A contatto con studiosi ed intellettuali che operavano negli anni Quaranta in Università Cattolica a Milano egli iniziò a maturare l’idea che in alcuni settori strategici dell’economia nazionale, laddove l’industria privata si presentava debole e fragile, lo Stato avesse, in funzione integrativa e sussidiaria, addirittura il dovere di intervenire, pena il perdurare di una situazione di soggezione, minorità e dipendenza dell’economia nazionale rispetto a quella di altre nazioni europee. In un discorso tenuto a Pechino il 9 dicembre 1958, Mattei ebbe ad affermare: «In considerazione di ciò, con l’ENI noi rappresentiamo la punta avanzata di un movimento, il quale si propone come fine dell’attività economica piuttosto il bene pubblico che il profitto ed assume, a seconda dei casi, una funzione sostitutiva oppure integratrice dell’iniziativa privata.[…] Si deve aggiungere che, per la sua origine programmatica, l’ENI rappresenta in Italia il modello di un ente idoneo a realizzare la coesistenza della iniziativa privata con quella statale. […] Naturalmente, una politica economica regolata dallo Stato mediante l’azione di enti economici da esso dipendenti conduce a modernizzare le strutture produttive, ma fa ulteriormente recedere il mito dell’economia di mercato, a cui il mondo occidentale non crede più, e gli sostituisce un sistema misto in cui le grandi attività regolatrici emanano dallo Stato, e le funzioni esecutive vengono affidate ai privati in perfette condizioni di uguaglianza ed elasticità»[5].

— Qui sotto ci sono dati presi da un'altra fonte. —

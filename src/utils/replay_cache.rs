//! Bounded memory of recently accepted freshness tokens.
//!
//! Backs both freshness policies: the nonce policy keys entries by the 64-bit
//! nonce, the timestamp policy keys them by the packet's authentication tag and
//! drops them once their timestamp falls out of the skew window.
//!
//! The cache never grows past `max_entries`; when full the oldest insertion is
//! evicted first.

use std::collections::{HashMap, VecDeque};
use std::hash::Hash;
use tracing::{debug, instrument, warn};

/// Cache entry for an accepted token
#[derive(Debug, Clone)]
struct CacheEntry {
    /// The freshness stamp carried by the original packet
    stamp: u64,
}

/// Capacity-bounded replay cache with O(1) FIFO eviction
///
/// Uses VecDeque to track insertion order for constant-time removal of oldest
/// entries when the cache reaches capacity.
#[derive(Debug)]
pub struct ReplayCache<K> {
    /// Internal storage mapping keys to entries
    entries: HashMap<K, CacheEntry>,
    /// Insertion order for FIFO eviction
    insertion_order: VecDeque<K>,
    /// Maximum number of entries to prevent unbounded growth
    max_entries: usize,
}

impl<K> ReplayCache<K>
where
    K: Eq + Hash + Clone + std::fmt::Debug,
{
    /// Create a replay cache holding at most `max_entries` tokens
    pub fn with_capacity(max_entries: usize) -> Self {
        Self {
            entries: HashMap::new(),
            insertion_order: VecDeque::new(),
            max_entries: max_entries.max(1),
        }
    }

    /// Check whether `key` was accepted before, recording it if not.
    ///
    /// Returns true if the token is a replay (already seen), false if new.
    #[instrument(level = "trace", skip(self, key))]
    pub fn is_replay(&mut self, key: K, stamp: u64) -> bool {
        if let Some(entry) = self.entries.get(&key) {
            warn!(?key, stamp, first_stamp = entry.stamp, "Replayed freshness token");
            return true;
        }

        if self.entries.len() >= self.max_entries {
            let to_remove = self.entries.len() - self.max_entries + 1;
            self.remove_oldest_entries(to_remove);
        }

        self.entries.insert(key.clone(), CacheEntry { stamp });
        self.insertion_order.push_back(key);
        false
    }

    /// Drop entries whose stamp is older than `min_stamp`.
    ///
    /// Walks from the oldest insertion and stops at the first entry still
    /// inside the window. Stamps arrive in roughly increasing order, so an
    /// out-of-order older stamp lingers until the entries ahead of it expire.
    pub fn evict_older_than(&mut self, min_stamp: u64) {
        let mut removed = 0usize;
        while let Some(key) = self.insertion_order.front() {
            match self.entries.get(key) {
                Some(entry) if entry.stamp >= min_stamp => break,
                _ => {}
            }
            if let Some(key) = self.insertion_order.pop_front() {
                self.entries.remove(&key);
                removed += 1;
            }
        }
        if removed > 0 {
            debug!(removed, "Evicted replay cache entries outside the window");
        }
    }

    /// Remove oldest entries when cache is full using O(1) FIFO eviction.
    #[inline]
    fn remove_oldest_entries(&mut self, count: usize) {
        for _ in 0..count {
            if let Some(key) = self.insertion_order.pop_front() {
                self.entries.remove(&key);
            }
        }

        debug!(count, "Removed oldest replay cache entries due to size limit");
    }

    /// Number of tokens currently remembered
    pub fn len(&self) -> usize {
        self.entries.len()
    }

    pub fn is_empty(&self) -> bool {
        self.entries.is_empty()
    }
}
//! Chaos engineering tests
//!
//! Drives the retransmitting channel over links that drop, duplicate and
//! reorder frames, and over real UDP sockets.

#![allow(clippy::expect_used, clippy::unwrap_used)]

use bytes::Bytes;
use rand::rngs::StdRng;
use rand::{Rng, SeedableRng};
use secure_frame::config::ProtocolConfig;
use secure_frame::error::{ProtocolError, Result};
use secure_frame::service::ReliableChannel;
use secure_frame::transport::{DatagramTransport, FrameTransport, MemoryTransport};
use secure_frame::utils::crypto::SharedKey;
use secure_frame::utils::freshness::FreshnessPolicy;
use std::time::Duration;
use tokio::net::UdpSocket;

/// Wraps a transport and misbehaves on the outbound side.
struct LossyLink<T> {
    inner: T,
    rng: StdRng,
    drop_rate: f64,
    duplicate_rate: f64,
    reorder_rate: f64,
    held: Option<Bytes>,
}

impl<T: FrameTransport> LossyLink<T> {
    fn new(inner: T, seed: u64) -> Self {
        Self {
            inner,
            rng: StdRng::seed_from_u64(seed),
            drop_rate: 0.2,
            duplicate_rate: 0.1,
            reorder_rate: 0.15,
            held: None,
        }
    }
}

impl<T: FrameTransport> FrameTransport for LossyLink<T> {
    async fn send_frame(&mut self, frame: Bytes) -> Result<()> {
        if self.rng.random_bool(self.drop_rate) {
            return Ok(());
        }
        if self.held.is_none() && self.rng.random_bool(self.reorder_rate) {
            self.held = Some(frame);
            return Ok(());
        }
        if self.rng.random_bool(self.duplicate_rate) {
            self.inner.send_frame(frame.clone()).await?;
        }
        self.inner.send_frame(frame).await?;
        if let Some(late) = self.held.take() {
            self.inner.send_frame(late).await?;
        }
        Ok(())
    }

    async fn recv_frame(&mut self) -> Result<Bytes> {
        self.inner.recv_frame().await
    }
}

fn key() -> SharedKey {
    SharedKey::new(*b"leweisupersecret")
}

fn lossy_config() -> ProtocolConfig {
    ProtocolConfig::default_with_overrides(|c| {
        c.channel.max_payload = 64;
        c.freshness.policy = FreshnessPolicy::nonce(1 << 16);
        c.freshness.replay_escalation_threshold = 0;
        c.reliability.ack_timeout = Duration::from_millis(30);
        c.reliability.max_retransmit_rounds = 60;
        c.reliability.done_linger = Duration::from_millis(500);
    })
}

fn messages() -> Vec<Vec<u8>> {
    vec![
        b"FIRE 3 4".to_vec(),
        Vec::new(),
        vec![0xA5],
        (0..700u32).map(|i| (i % 256) as u8).collect(),
        (0..3000u32).map(|i| (i * 7 % 256) as u8).collect(),
    ]
}

#[tokio::test]
async fn test_delivery_over_lossy_link() {
    let (a, b) = MemoryTransport::pair();
    let cfg = lossy_config();
    let mut sender = ReliableChannel::new(LossyLink::new(a, 1), key(), &cfg);
    let mut receiver = ReliableChannel::new(LossyLink::new(b, 2), key(), &cfg);

    let expected = messages();
    let count = expected.len();
    let rx = tokio::spawn(async move {
        let mut got = Vec::new();
        for _ in 0..count {
            got.push(receiver.receive().await.unwrap());
        }
        // Stay around in case the last DONE was dropped.
        receiver.finish().await;
        (got, receiver)
    });

    for message in &expected {
        sender.send(message).await.unwrap();
    }
    let (got, receiver) = rx.await.unwrap();
    assert_eq!(got, expected);

    let sent = sender.metrics().snapshot();
    let received = receiver.metrics().snapshot();
    assert_eq!(sent.messages_sent, count as u64);
    assert_eq!(received.messages_received, count as u64);
    assert!(sent.retransmissions > 0, "a 20% loss link should force resends");
}

#[tokio::test]
async fn test_two_way_exchange_over_lossy_link() {
    let (a, b) = MemoryTransport::pair();
    let cfg = lossy_config();
    let mut alice = ReliableChannel::new(LossyLink::new(a, 11), key(), &cfg);
    let mut bob = ReliableChannel::new(LossyLink::new(b, 12), key(), &cfg);

    let bob_task = tokio::spawn(async move {
        for _ in 0..3 {
            let shot = bob.receive().await.unwrap();
            let mut reply = b"MISS ".to_vec();
            reply.extend_from_slice(&shot);
            bob.send(&reply).await.unwrap();
        }
        bob
    });

    for shot in [b"A1".as_slice(), b"B7", b"J10"] {
        alice.send(shot).await.unwrap();
        let reply = alice.receive().await.unwrap();
        assert_eq!(reply, [b"MISS ".as_slice(), shot].concat());
    }
    bob_task.await.unwrap();
}

#[tokio::test]
async fn test_silent_peer_times_out() {
    let (a, _b) = MemoryTransport::pair();
    let cfg = ProtocolConfig::default_with_overrides(|c| {
        c.freshness.policy = FreshnessPolicy::nonce(64);
        c.reliability.ack_timeout = Duration::from_millis(10);
        c.reliability.max_retransmit_rounds = 5;
    });
    let mut sender = ReliableChannel::new(a, key(), &cfg);
    assert!(matches!(
        sender.send(&[1u8; 2000]).await,
        Err(ProtocolError::Timeout)
    ));
    assert_eq!(sender.metrics().snapshot().ack_timeouts, 5);
}

#[tokio::test]
async fn test_delivery_over_udp() {
    let a = UdpSocket::bind("127.0.0.1:0").await.unwrap();
    let b = UdpSocket::bind("127.0.0.1:0").await.unwrap();
    a.connect(b.local_addr().unwrap()).await.unwrap();
    b.connect(a.local_addr().unwrap()).await.unwrap();

    let cfg = ProtocolConfig::default_with_overrides(|c| {
        c.freshness.policy = FreshnessPolicy::nonce(4096);
        c.reliability.ack_timeout = Duration::from_millis(100);
        c.reliability.done_linger = Duration::from_millis(200);
    });
    let max_wire = cfg.channel.max_payload + 16;
    let mut sender = ReliableChannel::new(DatagramTransport::from_socket(a, max_wire), key(), &cfg);
    let mut receiver =
        ReliableChannel::new(DatagramTransport::from_socket(b, max_wire), key(), &cfg);

    let message: Vec<u8> = (0..6000u32).map(|i| (i % 253) as u8).collect();
    let expected = message.clone();
    let rx = tokio::spawn(async move {
        let got = receiver.receive().await.unwrap();
        (got, receiver)
    });
    sender.send(&message).await.unwrap();
    let (got, _receiver) = rx.await.unwrap();
    assert_eq!(got, expected);
}

#[tokio::test]
async fn test_udp_transport_connects_by_address() {
    let probe = UdpSocket::bind("127.0.0.1:0").await.unwrap();
    let probe_addr = probe.local_addr().unwrap();
    let transport = DatagramTransport::connect("127.0.0.1:0", probe_addr, 528)
        .await
        .unwrap();
    assert_eq!(transport.peer_addr().unwrap(), probe_addr);
}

In verità la convinzione che dovesse essere lo Stato ad occuparsi pienamente di un settore così delicato, particolare e strategico, quale quello dell’energia, era già apparsa nelle vedute di Francesco Saverio Nitti (1868 – 1953) il quale, nel 1911, aveva parlato di «demanio statale» cui devolvere almeno un miliardo di lire in dotazione per «la produzione e la distribuzione governativa dell’energia»[6]. Il processo di industrializzazione sostenuto dal Governo Giolitti trovava infatti nel costo dell’energia e nella dipendenza dal carbone tedesco e britannico notevoli e, talvolta, insormontabili ostacoli. Nello stesso anno Luigi Einaudi (1874 – 1961), certo insospettabile di particolari propensioni stataliste o socialisteggianti, riconosceva l’inadeguatezza del capitalismo petrolifero privato italiano che, a fronte di risultati irrilevanti nella ricerca e nell’esplorazione petrolifera, reclamava ad ogni piè sospinto erogazioni di soldi pubblici e finanziamenti statali a sostegno delle proprie poco significative attività. L’economista teorico del laissez faire coniò il termine di «trivellatori di stato» i quali «si lagnano di dover fare delle buche troppo fonde per non trovar petrolio, e chieggono protezione allo Stato contro i produttori a buon mercato di petrolio genuino straniero»[7].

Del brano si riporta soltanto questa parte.